汎用性を高めるため、機種依存文字などは使わないように注意しましょう。
9-4-5.フォルダ構造のルール
電子化した書類の検索性・閲覧性を高めるためには、適切なフォルダ構造が欠かせません。
フォルダ構造の区切り方としては、以下が一般的です。
- 業務内容ごとでフォルダを区切る
- 組織ごとでフォルダを区切る
- 書類の内容ごとでフォルダを区切る
- 年度ごとでフォルダを区切る
9-4-6.属性データの入力ルール
電子化書類に所有者や契約先、契約日などの属性データを入力すれば、さらに検索性を向上させることができます。
データベースとして検索しやすいよう、入力すべき属性データを明確に定めておきましょう。
9-4-7.OCR処理の有無
OCR処理とは、画像の中から文字を見つけ出し、テキストデータ化する技術のことです。
OCR処理によって読み込まれたテキストデータを元に検索することも可能ですので、画像が多い電子化書類の検索性向上に役立ちます。
書類全体にOCR処理を施すのか、一部の書類にのみOCR処理を施すのかなど、ルールを定めておきましょう。
さまざまなOCR処理ソフトがあり、無料で利用できるものも少なくありません。
機能性や処理速度、費用対効果などをもとに、適したOCR処理ソフトを選ぶようにしましょう。
10.書類を電子化する方法は自社運用かアウトソース
すべての下準備を終えたら、いよいよ書類を実際に電子化するステップに入ります。
書類電子化の成否を分ける重要作業は下準備で終えていますから、あとは手を動かすだけです。
書類を電子化する方法は「自社運用」か「アウトソース」の2択です。
それぞれの違いを見てみましょう。
自社運用 |
アウトソース |
|
対応する人 |
自社内の担当者 |
外部の書類電子化サービス会社 |
準備 |
複合機やスキャナーなど、書類を電子化できる機器 |
特になし |
費用 |
安い |
高い |
工数 |
重い |
軽い |
自社運用で書類を電子化する場合は、アウトソースした場合よりも費用を安く抑えることが可能ですが、電子化のための工数が発生します。
また、外部からアドバイスを受けることもできないため、書類電子化のルールなどもすべて自社で考える必要があります。
アウトソースで書類を電子化する場合は、電子化のための作業はすべてお任せできますので、工数は軽く済ませることが可能です。
しかしその分、費用が嵩む可能性が高くなります。
11.自社運用に向いている会社・アウトソースに向いている会社
それでは、あなたの会社は自社運用とアウトソースのどちらに向いているのでしょうか。
結論から言うと、書類電子化に割ける社内リソースがある場合は自社運用がおすすめです。
社内リソースがない場合にはアウトソースが適しています。
電子化したい書類があまり多くないようであれば、社内リソースが少なくても対応可能でしょう。
それ以外の「自社運用が向いている会社」と「アウトソースが向いている会社」の特徴は以下のとおりです。
自社運用が向いている会社 |
書類電子化の費用をなるべく安く抑えたい |
書類電子化に適した複合機やスキャナーがある |
書類電子化に割ける社内リソースがある |
外部に持ち出せない機密性の高い書類が多い |
電子化したい書類があまり多くない |
アウトソースが向いている会社 |
書類電子化に割ける社内リソースがない |
書類電子化に適した複合機やスキャナーがない |
電子化したい書類が多い |
書類電子化にあたってアドバイスがほしい |
「社内リソースはそう多くないが、なるべく費用は抑えたい…」
そんな時には、試験的に、一部の書類のみを自社運用で電子化してみるのもいいでしょう。
実際に手を動かせば、どのくらいのリソースでどのくらいの書類を電子化できるかが見えてくるはずです。

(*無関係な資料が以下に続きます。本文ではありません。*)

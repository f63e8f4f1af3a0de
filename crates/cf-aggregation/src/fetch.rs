// Copyright (C) 2025-present The NetGauze Authors.
//
// Licensed under the Apache License, Version 2.0 (the "License");
// you may not use this file except in compliance with the License.
// You may obtain a copy of the License at
//
//    http://www.apache.org/licenses/LICENSE-2.0
//
// Unless required by applicable law or agreed to in writing, software
// distributed under the License is distributed on an "AS IS" BASIS,
// WITHOUT WARRANTIES OR CONDITIONS OF ANY KIND, either express or
// implied.
// See the License for the specific language governing permissions and
// limitations under the License.

//! The seam between the aggregation engine and the time-series storage that
//! actually computes a metric over a time range.

use crate::{interval::IntervalKey, metric::MetricDefinition, value::Value};
use serde::{Deserialize, Serialize};

/// Identifies the entity a calculated field is attached to
#[derive(Debug, Clone, PartialEq, Eq, Hash, PartialOrd, Ord, Serialize, Deserialize)]
pub struct EntityRef {
    pub tenant_id: String,
    pub entity_id: String,
}

impl EntityRef {
    pub fn new(tenant_id: impl Into<String>, entity_id: impl Into<String>) -> Self {
        Self {
            tenant_id: tenant_id.into(),
            entity_id: entity_id.into(),
        }
    }
}

impl std::fmt::Display for EntityRef {
    fn fmt(&self, f: &mut std::fmt::Formatter<'_>) -> std::fmt::Result {
        write!(f, "{}/{}", self.tenant_id, self.entity_id)
    }
}

#[derive(Debug, Clone, PartialEq, Eq)]
pub enum FetchError {
    Timeout,
    Backend(String),
}

impl std::fmt::Display for FetchError {
    fn fmt(&self, f: &mut std::fmt::Formatter<'_>) -> std::fmt::Result {
        match self {
            Self::Timeout => write!(f, "timed out fetching aggregate"),
            Self::Backend(reason) => write!(f, "backend error fetching aggregate [{reason}]"),
        }
    }
}

impl std::error::Error for FetchError {}

/// Computes metric values for concrete time ranges.
///
/// Calls are blocking and run inline during a tick; timeouts are the
/// implementation's responsibility.
pub trait MetricFetcher {
    /// Aggregates `argument_key` over `interval` with the metric's function.
    ///
    /// `Ok(None)` means there is no data in the range.
    fn fetch_aggregate(
        &self,
        entity: &EntityRef,
        argument_key: &str,
        metric: &MetricDefinition,
        interval: &IntervalKey,
    ) -> Result<Option<Value>, FetchError>;

    /// Value used for an interval that is evaluated without ever having seen
    /// real data.
    fn default_seed_value(&self, argument_key: &str, metric: &MetricDefinition) -> Option<Value> {
        let _ = argument_key;
        metric.seed_value()
    }
}
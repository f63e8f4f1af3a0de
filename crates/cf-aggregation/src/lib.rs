// Copyright (C) 2025-present The NetGauze Authors.
//
// Licensed under the Apache License, Version 2.0 (the "License");
// you may not use this file except in compliance with the License.
// You may obtain a copy of the License at
//
//    http://www.apache.org/licenses/LICENSE-2.0
//
// Unless required by applicable law or agreed to in writing, software
// distributed under the License is distributed on an "AS IS" BASIS,
// WITHOUT WARRANTIES OR CONDITIONS OF ANY KIND, either express or
// implied.
// See the License for the specific language governing permissions and
// limitations under the License.

//! Windowed aggregation of per-entity telemetry.
//!
//! Argument updates of an entity are partitioned into time buckets. For every
//! bucket and argument the engine decides when a metric must be (re)computed,
//! accepts late data up to a watermark and finalizes each bucket once.
//! Computing the aggregate itself is delegated to a [fetch::MetricFetcher].

pub mod argument;
pub mod config;
pub mod debug;
pub mod engine;
pub mod fetch;
pub mod interval;
pub mod metric;
pub mod status;
pub mod value;
pub mod window;

pub const OTL_ENTITY_ID_KEY: &str = "netgauze.cf.aggregation.entity.id";
pub const OTL_TENANT_ID_KEY: &str = "netgauze.cf.aggregation.tenant.id";
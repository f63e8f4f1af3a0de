// Copyright (C) 2025-present The NetGauze Authors.
//
// Licensed under the Apache License, Version 2.0 (the "License");
// you may not use this file except in compliance with the License.
// You may obtain a copy of the License at
//
//    http://www.apache.org/licenses/LICENSE-2.0
//
// Unless required by applicable law or agreed to in writing, software
// distributed under the License is distributed on an "AS IS" BASIS,
// WITHOUT WARRANTIES OR CONDITIONS OF ANY KIND, either express or
// implied.
// See the License for the specific language governing permissions and
// limitations under the License.

use crate::actor::ActorConfig;
use figment::{
    providers::{Env, Format, Yaml},
    Figment,
};
use serde_with::serde_as;
use std::{path::Path, str::FromStr, time::Duration};

const ENV_PREFIX: &str = "CFAGG_";

pub(crate) const fn default_cmd_buffer_size() -> usize {
    100
}

pub(crate) const fn default_output_buffer_size() -> usize {
    1_000
}

const TICK_PERIOD_DEFAULT: Duration = Duration::from_secs(1);

pub(crate) const fn default_tick_period() -> Duration {
    TICK_PERIOD_DEFAULT
}

const SEND_TIMEOUT_DEFAULT: Duration = Duration::from_secs(1);

pub(crate) const fn default_send_timeout() -> Duration {
    SEND_TIMEOUT_DEFAULT
}

#[derive(Debug)]
pub enum ServiceConfigError {
    Figment(Box<figment::Error>),
    InvalidLoggingLevel(String),
    InvalidBufferSize(&'static str),
    InvalidTickPeriod,
    TracingInit(String),
}

impl std::fmt::Display for ServiceConfigError {
    fn fmt(&self, f: &mut std::fmt::Formatter<'_>) -> std::fmt::Result {
        match self {
            Self::Figment(err) => write!(f, "parsing configuration failed: {err}"),
            Self::InvalidLoggingLevel(level) => write!(f, "invalid logging level \"{level}\""),
            Self::InvalidBufferSize(field) => write!(f, "{field} must be greater than 0"),
            Self::InvalidTickPeriod => write!(f, "tick_period_ms must be greater than 0"),
            Self::TracingInit(reason) => write!(f, "setting default subscriber failed: {reason}"),
        }
    }
}

impl std::error::Error for ServiceConfigError {
    fn source(&self) -> Option<&(dyn std::error::Error + 'static)> {
        match self {
            Self::Figment(err) => Some(err.as_ref()),
            _ => None,
        }
    }
}

impl From<figment::Error> for ServiceConfigError {
    fn from(err: figment::Error) -> Self {
        Self::Figment(Box::new(err))
    }
}

#[derive(Debug, Clone, PartialEq, Eq, serde::Serialize, serde::Deserialize)]
pub struct LoggingConfig {
    pub level: String,
}

impl Default for LoggingConfig {
    fn default() -> Self {
        Self {
            level: "info".to_string(),
        }
    }
}

#[serde_as]
#[derive(Debug, Clone, PartialEq, Eq, serde::Serialize, serde::Deserialize)]
pub struct ServiceConfig {
    #[serde(default)]
    pub logging: LoggingConfig,

    /// Mailbox size of every entity actor
    #[serde(default = "default_cmd_buffer_size")]
    pub cmd_buffer_size: usize,

    /// Size of the channel all entity outputs are published to
    #[serde(default = "default_output_buffer_size")]
    pub output_buffer_size: usize,

    /// Period of the time-driven ticks issued when no updates arrive
    #[serde(default = "default_tick_period", rename = "tick_period_ms")]
    #[serde_as(as = "serde_with::DurationMilliSeconds<u64>")]
    pub tick_period: Duration,

    /// How long an actor waits on a full output channel before dropping
    /// the output
    #[serde(default = "default_send_timeout", rename = "send_timeout_ms")]
    #[serde_as(as = "serde_with::DurationMilliSeconds<u64>")]
    pub send_timeout: Duration,

    /// Collect debug snapshots for every attached field
    #[serde(default)]
    pub debug_mode: bool,
}

impl Default for ServiceConfig {
    fn default() -> Self {
        Self {
            logging: LoggingConfig::default(),
            cmd_buffer_size: default_cmd_buffer_size(),
            output_buffer_size: default_output_buffer_size(),
            tick_period: default_tick_period(),
            send_timeout: default_send_timeout(),
            debug_mode: false,
        }
    }
}

impl ServiceConfig {
    pub fn validate(&self) -> Result<(), ServiceConfigError> {
        tracing::Level::from_str(&self.logging.level)
            .map_err(|_| ServiceConfigError::InvalidLoggingLevel(self.logging.level.clone()))?;
        if self.cmd_buffer_size == 0 {
            return Err(ServiceConfigError::InvalidBufferSize("cmd_buffer_size"));
        }
        if self.output_buffer_size == 0 {
            return Err(ServiceConfigError::InvalidBufferSize("output_buffer_size"));
        }
        if self.tick_period.is_zero() {
            return Err(ServiceConfigError::InvalidTickPeriod);
        }
        Ok(())
    }

    pub fn actor_config(&self) -> ActorConfig {
        ActorConfig {
            cmd_buffer_size: self.cmd_buffer_size,
            tick_period: self.tick_period,
            send_timeout: self.send_timeout,
            debug_mode: self.debug_mode,
        }
    }
}

/// Loads the service configuration from a YAML file, overridden by
/// `CFAGG_` prefixed environment variables (`__` separates nested keys).
pub fn load_config(path: impl AsRef<Path>) -> Result<ServiceConfig, ServiceConfigError> {
    let config: ServiceConfig = Figment::new()
        .merge(Yaml::file(path.as_ref()))
        .merge(Env::prefixed(ENV_PREFIX).split("__"))
        .extract()?;
    config.validate()?;
    Ok(config)
}

#[cfg(test)]
mod tests {
    use super::*;
    use figment::Jail;

    #[test]
    fn test_load_config_defaults() {
        Jail::expect_with(|jail| {
            jail.create_file("config.yaml", "logging:\n  level: debug\n")?;
            let config = load_config("config.yaml").map_err(|err| err.to_string())?;
            assert_eq!(
                config,
                ServiceConfig {
                    logging: LoggingConfig {
                        level: "debug".to_string()
                    },
                    ..ServiceConfig::default()
                }
            );
            Ok(())
        });
    }

    #[test]
    fn test_load_config_env_overrides_file() {
        Jail::expect_with(|jail| {
            jail.create_file(
                "config.yaml",
                r#"
logging:
  level: info
cmd_buffer_size: 10
tick_period_ms: 500
debug_mode: false
"#,
            )?;
            jail.set_env("CFAGG_TICK_PERIOD_MS", "250");
            jail.set_env("CFAGG_LOGGING__LEVEL", "warn");
            jail.set_env("CFAGG_DEBUG_MODE", "true");

            let config = load_config("config.yaml").map_err(|err| err.to_string())?;
            assert_eq!(config.tick_period, Duration::from_millis(250));
            assert_eq!(config.logging.level, "warn");
            assert_eq!(config.cmd_buffer_size, 10);
            assert!(config.debug_mode);
            assert_eq!(
                config.actor_config(),
                ActorConfig {
                    cmd_buffer_size: 10,
                    tick_period: Duration::from_millis(250),
                    send_timeout: default_send_timeout(),
                    debug_mode: true,
                }
            );
            Ok(())
        });
    }

    #[test]
    fn test_load_config_rejects_invalid_values() {
        Jail::expect_with(|jail| {
            jail.create_file("zero.yaml", "tick_period_ms: 0\n")?;
            assert!(matches!(
                load_config("zero.yaml"),
                Err(ServiceConfigError::InvalidTickPeriod)
            ));

            jail.create_file("level.yaml", "logging:\n  level: loud\n")?;
            assert!(matches!(
                load_config("level.yaml"),
                Err(ServiceConfigError::InvalidLoggingLevel(level)) if level == "loud"
            ));

            jail.create_file("buffer.yaml", "output_buffer_size: 0\n")?;
            assert!(matches!(
                load_config("buffer.yaml"),
                Err(ServiceConfigError::InvalidBufferSize("output_buffer_size"))
            ));

            jail.create_file("negative.yaml", "tick_period_ms: -5\n")?;
            assert!(matches!(
                load_config("negative.yaml"),
                Err(ServiceConfigError::Figment(_))
            ));
            Ok(())
        });
    }
}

運用後に残りの書類も自社運用できそうかどうかを判断することをおすすめします。
12.書類電子化を成功させるためにDropboxがおすすめ
「書類の電子化」という作業自体はゴールではなく、スタートラインに過ぎません。
書類を電子化したあと、いかにスムーズかつ安全に運用できる環境を作り上げるか。
これによって、書類電子化によって得られる効果の幅が大きく左右されます。
電子化した書類をスムーズかつ安全に運用するには、オンラインストレージ「Dropbox」がおすすめです。
Dropboxを用いて電子化書類を運用・管理すれば、以下のメリットが得られます。
電子化書類の管理・共有のしやすさ
- あらゆるコンテンツを1ヶ所にまとめて保管
- さまざまなデバイスからファイルにアクセス・保管が可能
- Dropbox Paperを用いて、1つのコンテンツを複数人でリアルタイム共有
効率的な作業環境
- デスクトップアプリを利用してストレスフリーな作業環境を実現
- SlackやZOOMなどの各種ツールと連携可能
50万社が認めた安全性
- ユーザーごとに適切なアクセス権を付与
- 30日以内であればすべてのデータを復元・巻き戻し可能
- 50万以上の企業に選ばれる実績
-
「せっかく頑張って書類を電子化したのに、オンラインストレージの使い勝手が悪いせいで全然業務効率が上がらない…」
そんなことになってしまわないために、ぜひDropboxをご活用ください。
まとめ
書類の電子化について、基本的な内容やメリット・デメリット、書類電子化の進め方まで、幅広く解説してきました。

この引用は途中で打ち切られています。